Harmful physical agents (Noise, Radiation both ionizing and non-ionizing, Heat (Cold) and Blood-borne Pathogens) present problems to all woodworkers, but noise is the most common and the results end up quite noticable. Exposures are best eliminated by not creating the noise in the first place, if engineering modifications can be made to the equipment making the noise then "Engineering Controls" are said to be in place. If efforts are made to keep the person away from the noisy area "Administrative Controls" are in place. If elimination, engineering or administrative controls can't reduce the exposure then only personal protective equipment (PPE) can be used. Hearing protection PPE comes is two sub-groups: muffs and in-ear devices. Realworld testing suggests muffs may be more effective in the long run. The following PPT has lots of information on hearing protection: Thanks to Bowling Green State University (www.bgsu.edu/downloads/finance/file18390.ppt ) Note it may be quite difficult to get hearing protection sufficient to attenuate to the 85dBa level-other controls will be necessary. (Yes you have a good reason to replace the drive belts, sheaves, or the whole unit to lower the noise you are exposed. SWMBO will go along with anything that will make her instructions clearer and more likely to be carried out exactly!)

In the workshop, shop safety demands safety glasses, hearing protection, hand, head and foot protection, respiratory protection from dusts, fumes and vapors and special attention to the safety of visitors to our shops. (Previous with credit to Noam, David, JoJo, Dean and the Rosenthals, et al)

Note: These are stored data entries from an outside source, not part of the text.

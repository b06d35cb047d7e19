use crate::args::ExportArgs;
use crate::commands::{load_period, Out};
use crate::report::{build_report, CsvRenderer};
use crate::{Config, Result};
use chrono::NaiveDate;
use std::path::PathBuf;
use tracing::debug;

/// Writes the report of the current month, or of a closed one, as CSV files under `args.out`.
/// Returns the directory holding the files.
pub async fn export(config: &Config, today: NaiveDate, args: &ExportArgs) -> Result<Out<PathBuf>> {
    let month = load_period(config, args.period.archived(), today).await?;
    let report = build_report(&month, config.shop_name(), config.supplier_spend());
    debug!(
        "Built {} tables for {}",
        report.tables.len(),
        month.period_label()
    );
    let dir = CsvRenderer::new(&args.out).render(&report).await?;
    Ok(Out::new(
        format!(
            "Exported {} to {}",
            month.period_label(),
            dir.to_string_lossy()
        ),
        dir,
    ))
}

Ask for the time. I build a watch. Play safe!!


----------



## Çggghgyt (Jun 17, 2008)

I use these. They are expensive, but I use them when I fly for business as well. I can also plug my mp3 player into them. They allow me to hear things, but cancel out loud noises such as a TS or planer.

Gary

Bose Noise Cancelling Headsets


----------



## Akelawood (May 19, 2009)

I use the disposable foam. Just roll them between your fingers and insert into each ear. When used properly they reduce noise almost as well as the muff type. In addition, I find the muff type just too warm to wear while working in the garage in the Houston heat.

They are readily available in bulk and inexpensive at any of the big box stores.


----------



## SnowyRiver (Nov 14, 2008)

I use my shooting ear protection…the ear muff type. I have both the Remmington and Browning…both work great.


----------



## roman (Sep 28, 2007)

I dont know where mine are made, or who made them but one of my cousins gave a hearing muffs that he acquired from the military artillary. ............very cool muffs as I can hear just about everything but as soon as the sound reaches a certain decibal level they turn on…...............and everything goes perfectly quiet instantly. They have a volume button on one side that controls how much conversation/noise level is comfortable.


----------



## Darell (Jul 23, 2008)

Tim-

That's how I put them in. I guess I've just got sensitive ears. Can't use earbuds either so it's probably me. I can, and do, wear the disposable foam ear protectors at times and they don't bother me. Go figure! I always use something though no matter the discomfort.


----------